A tone of reconciliation and co-operation will be needed as the president-elect looks to put together a governing coalition. The parties that backed Prabowo will control a majority of legislative seats, but their commitment to Prabowo's cause is doubtful. Whereas many Canadians are skeptical of coalitions, Indonesians treat it as a given that almost all parties will join the government. As Prabowo's prospects fade, more potential allies will be available.
Jokowi could have trouble keeping them happy, though. In the past, Indonesian governments have been built by providing coalition partners with key government posts. During the campaign, Jokowi promised to appoint officials based on merit rather than partisan credentials. He has already started an online engagement process where the public can provide recommendations on cabinet selection. After satisfying the parties that backed him from the beginning, Jokowi could end up with little to offer latecomers without spurning his grassroots supporters.
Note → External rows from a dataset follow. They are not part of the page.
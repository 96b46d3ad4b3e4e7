//! Per-hand draw state machine.
//!
//! One `StrokeEngine` per tracked hand consumes a fingertip sample
//! each frame and drives the idle/drawing transitions against a
//! shared [`DrawingStore`]. Contact with the surface begins or
//! extends a stroke; leaving the surface (or losing hand tracking)
//! ends it. A minimum point spacing keeps a resting fingertip from
//! flooding the stroke with near-duplicate points.
//!
//! Engines hold only their own transient state, so several hands can
//! share one store as long as they are ticked sequentially within a
//! frame.

use tracing::debug;

use crate::math;
use crate::store::DrawingStore;
use crate::stroke::StrokeRef;

// ── Hand enum ──────────────────────────────────────────────

/// Which hand drives an engine. Used for event attribution and logs.
#[derive(Debug, Clone, Copy, PartialEq, Eq, Hash)]
pub enum Hand {
    Left,
    Right,
}

impl Hand {
    pub fn as_str(&self) -> &'static str {
        match self {
            Self::Left => "left",
            Self::Right => "right",
        }
    }
}

// ── Events ─────────────────────────────────────────────────

/// Events emitted by the draw state machine.
#[derive(Debug, Clone, Copy, PartialEq, Eq)]
pub enum DrawEvent {
    /// A new stroke was begun on the surface.
    StrokeStarted { hand: Hand },
    /// The current stroke was ended (contact or tracking lost). The
    /// stroke itself stays visible in the store.
    StrokeEnded { hand: Hand },
}

// ── Config ─────────────────────────────────────────────────

/// Configuration for the draw state machine.
#[derive(Debug, Clone)]
pub struct EngineConfig {
    /// Enable drawing input for this hand.
    pub enabled: bool,
    /// Minimum distance (meters) between consecutive stroke points.
    /// Samples closer than this to the last appended point are
    /// dropped; the comparison is strict.
    pub min_point_distance: f32,
}

impl Default for EngineConfig {
    fn default() -> Self {
        Self {
            enabled: true,
            min_point_distance: 0.003,
        }
    }
}

// ── Engine ─────────────────────────────────────────────────

/// The stroke currently being extended, plus the last appended point
/// for the spacing filter.
#[derive(Debug, Clone, Copy)]
struct ActiveDraw {
    stroke: StrokeRef,
    last_point: [f32; 3],
}

/// Per-hand idle/drawing state machine.
#[derive(Debug)]
pub struct StrokeEngine {
    hand: Hand,
    config: EngineConfig,
    /// `Some` while drawing; holds the handle being extended.
    draw: Option<ActiveDraw>,
}

impl StrokeEngine {
    pub fn new(hand: Hand) -> Self {
        Self::with_config(hand, EngineConfig::default())
    }

    pub fn with_config(hand: Hand, config: EngineConfig) -> Self {
        Self {
            hand,
            config,
            draw: None,
        }
    }

    pub fn hand(&self) -> Hand {
        self.hand
    }

    pub fn is_drawing(&self) -> bool {
        self.draw.is_some()
    }

    /// Consume one fingertip sample and advance the state machine.
    ///
    /// `tracked` is the hand-tracking flag from the XR host;
    /// `fingertip` is the world-space index fingertip position, or
    /// `None` when the bone pose is unavailable this frame. Losing
    /// tracking mid-stroke ends the stroke rather than leaving it
    /// dangling.
    pub fn update(
        &mut self,
        store: &mut DrawingStore,
        tracked: bool,
        fingertip: Option<[f32; 3]>,
    ) -> Vec<DrawEvent> {
        if !self.config.enabled {
            return Vec::new();
        }

        let position = match fingertip {
            Some(p) if tracked => p,
            _ => return self.end_stroke(),
        };

        match store.surface().contact_test(position) {
            Some(projected) => match &mut self.draw {
                None => {
                    let stroke = store.begin_stroke(projected);
                    self.draw = Some(ActiveDraw {
                        stroke,
                        last_point: projected,
                    });
                    debug!("stroke started on {} hand", self.hand.as_str());
                    vec![DrawEvent::StrokeStarted { hand: self.hand }]
                }
                Some(active) => {
                    if math::distance(active.last_point, projected) > self.config.min_point_distance
                    {
                        store.extend_stroke(active.stroke, projected);
                        active.last_point = projected;
                    }
                    Vec::new()
                }
            },
            None => self.end_stroke(),
        }
    }

    /// End the current stroke, if any. The stroke stays in the store;
    /// only the extension handle is dropped.
    fn end_stroke(&mut self) -> Vec<DrawEvent> {
        if self.draw.take().is_some() {
            debug!("stroke ended on {} hand", self.hand.as_str());
            vec![DrawEvent::StrokeEnded { hand: self.hand }]
        } else {
            Vec::new()
        }
    }
}

// ── Tests ──────────────────────────────────────────────────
Jokowi's government will need support in the legislature if he wants to pass any major initiatives. Unlike the majority-rules legislative conflict Canadians are used to, Indonesia typically passes laws by consensus, which means governments need significant legislative support to advance their agendas. Even bringing parties into the government may not be enough to win them over as legislative allies though. Finding a consensus among Indonesia's many competing legislation interests will test the skills of the new president, a neophyte in national politics.
But it is not just competitors whom Jokowi needs to win over. Relations within his own political party could prove an even greater headache. Jokowi is the first president in the democratic era to not control his own political party. The chairwoman of Jokowi's political party, Megawati Sukarnoputri, is also a former president, and she jealously guards power for her and her family. The party's loyalty therefore cannot be taken for granted.
Relations between chairwoman and the president-elect were reportedly frayed during the campaign, as Megawati initially dithered on nominating the popular Jokowi. Now that their party has won, Megawati will want to reward old allies Jokowi does not feel indebted to, while Jokowi will seek to build a partisan infrastructure loyal to himself. Whether these two personalities can effectively function in one party is by no means certain.
The need to hold together a government, negotiate with the legislature, and navigate intra-party squabbles, all in a polarized atmosphere, will constrain the new president. Big initiatives requiring the support of the parties will likely be placed on the backburner.
This might not be such a bad thing for Jokowi. Above all, the thing he is known for is a commitment to providing efficient administration. Reforming and improving the performance of the existing state services is one of the few areas the new president will exert considerable influence. As a leader in Solo, and later Jakarta, Jokowi became known for blusukan, or impromptu visits, sometimes to front-line government offices to test their responsiveness. Jokowi will look to scale-up this governance style once in office.
While blusukan may get harder to do as president, it signals a commitment to effectively deliver services and hold officials to account for their performance. Jokowi will have trouble getting the government to expand into new areas, but tweaking the delivery of existing services is an important enough job with the potential to reduce corruption, facilitate commerce and improve daily living for the country's more than 250 million citizens.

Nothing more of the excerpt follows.